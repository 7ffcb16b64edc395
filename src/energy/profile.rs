use std::{fmt, str::FromStr};

use serde::{Deserialize, Serialize};
use thiserror::Error;

#[derive(Debug, Error, PartialEq)]
pub enum BudgetError {
    #[error("All fields are required: {0} is missing")]
    Missing(&'static str),
    #[error("Invalid {field}: {reason}")]
    Invalid {
        field: &'static str,
        reason: &'static str,
    },
    #[error("Unknown {field} value: {value}")]
    UnknownVariant { field: &'static str, value: String },
}

#[derive(Debug, Clone, Copy, PartialEq, Eq, Serialize, Deserialize)]
#[serde(rename_all = "lowercase")]
pub enum Gender {
    Male,
    Female,
    Other,
}

#[derive(Debug, Clone, Copy, PartialEq, Eq, Serialize, Deserialize)]
#[serde(rename_all = "snake_case")]
pub enum ActivityLevel {
    Sedentary,
    LightlyActive,
    ModeratelyActive,
    VeryActive,
    ExtraActive,
}

#[derive(Debug, Clone, Copy, PartialEq, Eq, Serialize, Deserialize)]
#[serde(rename_all = "lowercase")]
pub enum Goal {
    Lose,
    Maintain,
    Gain,
}

impl Gender {
    pub fn as_str(self) -> &'static str {
        match self {
            Gender::Male => "male",
            Gender::Female => "female",
            Gender::Other => "other",
        }
    }
}

impl ActivityLevel {
    pub fn as_str(self) -> &'static str {
        match self {
            ActivityLevel::Sedentary => "sedentary",
            ActivityLevel::LightlyActive => "lightly_active",
            ActivityLevel::ModeratelyActive => "moderately_active",
            ActivityLevel::VeryActive => "very_active",
            ActivityLevel::ExtraActive => "extra_active",
        }
    }

    pub fn multiplier(self) -> f64 {
        match self {
            ActivityLevel::Sedentary => 1.2,
            ActivityLevel::LightlyActive => 1.375,
            ActivityLevel::ModeratelyActive => 1.55,
            ActivityLevel::VeryActive => 1.725,
            ActivityLevel::ExtraActive => 1.9,
        }
    }
}

impl Goal {
    pub fn as_str(self) -> &'static str {
        match self {
            Goal::Lose => "lose",
            Goal::Maintain => "maintain",
            Goal::Gain => "gain",
        }
    }
}

macro_rules! text_enum {
    ($ty:ty, $field:literal, [$($variant:expr),+ $(,)?]) => {
        impl FromStr for $ty {
            type Err = BudgetError;

            fn from_str(s: &str) -> Result<Self, Self::Err> {
                [$($variant),+]
                    .into_iter()
                    .find(|v| v.as_str() == s)
                    .ok_or_else(|| BudgetError::UnknownVariant {
                        field: $field,
                        value: s.to_string(),
                    })
            }
        }

        impl fmt::Display for $ty {
            fn fmt(&self, f: &mut fmt::Formatter<'_>) -> fmt::Result {
                f.write_str(self.as_str())
            }
        }
    };
}

text_enum!(Gender, "gender", [Gender::Male, Gender::Female, Gender::Other]);
text_enum!(
    ActivityLevel,
    "activityLevel",
    [
        ActivityLevel::Sedentary,
        ActivityLevel::LightlyActive,
        ActivityLevel::ModeratelyActive,
        ActivityLevel::VeryActive,
        ActivityLevel::ExtraActive,
    ]
);
text_enum!(Goal, "goal", [Goal::Lose, Goal::Maintain, Goal::Gain]);

pub const MAX_AGE: u32 = 150;
pub const MAX_HEIGHT_CM: f64 = 300.0;
pub const MAX_WEIGHT_KG: f64 = 700.0;

/// A profile that passed validation. Only constructed through [`ProfileDraft::validate`].
#[derive(Debug, Clone, PartialEq)]
pub struct Profile {
    pub age: u32,
    pub height_cm: f64,
    pub weight_kg: f64,
    pub gender: Gender,
    pub activity_level: ActivityLevel,
    pub goal: Goal,
    /// Percent adjustment; `None` exactly when `goal` is `Maintain`.
    pub rate: Option<f64>,
}

/// Profile attributes as they arrive from a request or a stored row.
#[derive(Debug, Clone, Default, PartialEq)]
pub struct ProfileDraft {
    pub age: Option<u32>,
    pub height_cm: Option<f64>,
    pub weight_kg: Option<f64>,
    pub gender: Option<Gender>,
    pub activity_level: Option<ActivityLevel>,
    pub goal: Option<Goal>,
    pub rate: Option<f64>,
}

impl ProfileDraft {
    pub fn validate(self) -> Result<Profile, BudgetError> {
        let age = self.age.ok_or(BudgetError::Missing("age"))?;
        if age == 0 {
            return Err(BudgetError::Missing("age"));
        }
        if age > MAX_AGE {
            return Err(BudgetError::Invalid {
                field: "age",
                reason: "out of range",
            });
        }
        let height_cm = at_most("height", positive("height", self.height_cm)?, MAX_HEIGHT_CM)?;
        let weight_kg = at_most("weight", positive("weight", self.weight_kg)?, MAX_WEIGHT_KG)?;
        let gender = self.gender.ok_or(BudgetError::Missing("gender"))?;
        let activity_level = self
            .activity_level
            .ok_or(BudgetError::Missing("activityLevel"))?;
        let goal = self.goal.ok_or(BudgetError::Missing("goal"))?;

        let rate = match goal {
            Goal::Maintain => None,
            Goal::Lose | Goal::Gain => {
                let rate = positive("rate", self.rate)?;
                if rate >= 100.0 {
                    return Err(BudgetError::Invalid {
                        field: "rate",
                        reason: "must be below 100 percent",
                    });
                }
                Some(rate)
            }
        };

        Ok(Profile {
            age,
            height_cm,
            weight_kg,
            gender,
            activity_level,
            goal,
            rate,
        })
    }
}

fn at_most(field: &'static str, value: f64, max: f64) -> Result<f64, BudgetError> {
    if value > max {
        return Err(BudgetError::Invalid {
            field,
            reason: "out of range",
        });
    }
    Ok(value)
}

fn positive(field: &'static str, value: Option<f64>) -> Result<f64, BudgetError> {
    match value {
        None => Err(BudgetError::Missing(field)),
        Some(v) if v == 0.0 => Err(BudgetError::Missing(field)),
        Some(v) if !v.is_finite() || v < 0.0 => Err(BudgetError::Invalid {
            field,
            reason: "must be a positive number",
        }),
        Some(v) => Ok(v),
    }
}

#[cfg(test)]
mod tests {
    use super::*;

    fn draft() -> ProfileDraft {
        ProfileDraft {
            age: Some(30),
            height_cm: Some(175.0),
            weight_kg: Some(70.0),
            gender: Some(Gender::Male),
            activity_level: Some(ActivityLevel::ModeratelyActive),
            goal: Some(Goal::Lose),
            rate: Some(20.0),
        }
    }

    #[test]
    fn accepts_complete_draft() {
        let p = draft().validate().expect("valid profile");
        assert_eq!(p.rate, Some(20.0));
        assert_eq!(p.goal, Goal::Lose);
    }

    #[test]
    fn zero_counts_as_missing() {
        let d = ProfileDraft { height_cm: Some(0.0), ..draft() };
        assert_eq!(d.validate(), Err(BudgetError::Missing("height")));
        let d = ProfileDraft { age: Some(0), ..draft() };
        assert_eq!(d.validate(), Err(BudgetError::Missing("age")));
    }

    #[test]
    fn rejects_negative_and_non_finite_numbers() {
        let d = ProfileDraft { weight_kg: Some(-3.0), ..draft() };
        assert!(matches!(d.validate(), Err(BudgetError::Invalid { field: "weight", .. })));
        let d = ProfileDraft { height_cm: Some(f64::NAN), ..draft() };
        assert!(matches!(d.validate(), Err(BudgetError::Invalid { field: "height", .. })));
    }

    #[test]
    fn rejects_implausible_magnitudes() {
        let d = ProfileDraft { age: Some(3_000_000_000), ..draft() };
        assert!(matches!(d.validate(), Err(BudgetError::Invalid { field: "age", .. })));
        let d = ProfileDraft { height_cm: Some(1e308), ..draft() };
        assert!(matches!(d.validate(), Err(BudgetError::Invalid { field: "height", .. })));
        let d = ProfileDraft { weight_kg: Some(MAX_WEIGHT_KG + 1.0), ..draft() };
        assert!(matches!(d.validate(), Err(BudgetError::Invalid { field: "weight", .. })));
    }

    #[test]
    fn largest_accepted_profile_has_finite_budget() {
        let d = ProfileDraft {
            age: Some(MAX_AGE),
            height_cm: Some(MAX_HEIGHT_CM),
            weight_kg: Some(MAX_WEIGHT_KG),
            activity_level: Some(ActivityLevel::ExtraActive),
            goal: Some(Goal::Gain),
            rate: Some(99.0),
            ..draft()
        };
        let budget = d.validate().expect("within bounds").budget();
        assert!(budget.bmr.is_finite() && budget.tdee.is_finite());
    }

    #[test]
    fn rate_required_unless_maintaining() {
        let d = ProfileDraft { rate: None, ..draft() };
        assert_eq!(d.validate(), Err(BudgetError::Missing("rate")));

        let d = ProfileDraft { rate: None, goal: Some(Goal::Maintain), ..draft() };
        let p = d.validate().expect("maintain needs no rate");
        assert_eq!(p.rate, None);
    }

    #[test]
    fn rate_is_dropped_when_maintaining() {
        let d = ProfileDraft { goal: Some(Goal::Maintain), rate: Some(15.0), ..draft() };
        assert_eq!(d.validate().expect("valid").rate, None);
    }

    #[test]
    fn rate_of_hundred_percent_is_rejected() {
        let d = ProfileDraft { rate: Some(100.0), ..draft() };
        assert!(matches!(d.validate(), Err(BudgetError::Invalid { field: "rate", .. })));
    }

    #[test]
    fn enums_parse_from_stored_text() {
        assert_eq!("very_active".parse::<ActivityLevel>(), Ok(ActivityLevel::VeryActive));
        assert_eq!("female".parse::<Gender>(), Ok(Gender::Female));
        assert_eq!("gain".parse::<Goal>(), Ok(Goal::Gain));
        assert!(matches!(
            "couch_potato".parse::<ActivityLevel>(),
            Err(BudgetError::UnknownVariant { field: "activityLevel", .. })
        ));
    }

    #[test]
    fn unknown_activity_level_is_rejected_by_serde() {
        let res: Result<ActivityLevel, _> = serde_json::from_str("\"hyper_active\"");
        assert!(res.is_err());
        let ok: ActivityLevel = serde_json::from_str("\"lightly_active\"").unwrap();
        assert_eq!(ok, ActivityLevel::LightlyActive);
    }
}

◇ ◇ ◇ ◇ ◇

Exercise description: What you output must match the lines from the beginning of the material through the line with "pub enum BudgetError" exactly, both ends included.

Result for this task:
repository 7ffcb16b64edc395
filename src/energy/profile.rs
use std::{fmt, str::FromStr};

use serde::{Deserialize, Serialize};
use thiserror::Error;

#[derive(Debug, Error, PartialEq)]
pub enum BudgetError {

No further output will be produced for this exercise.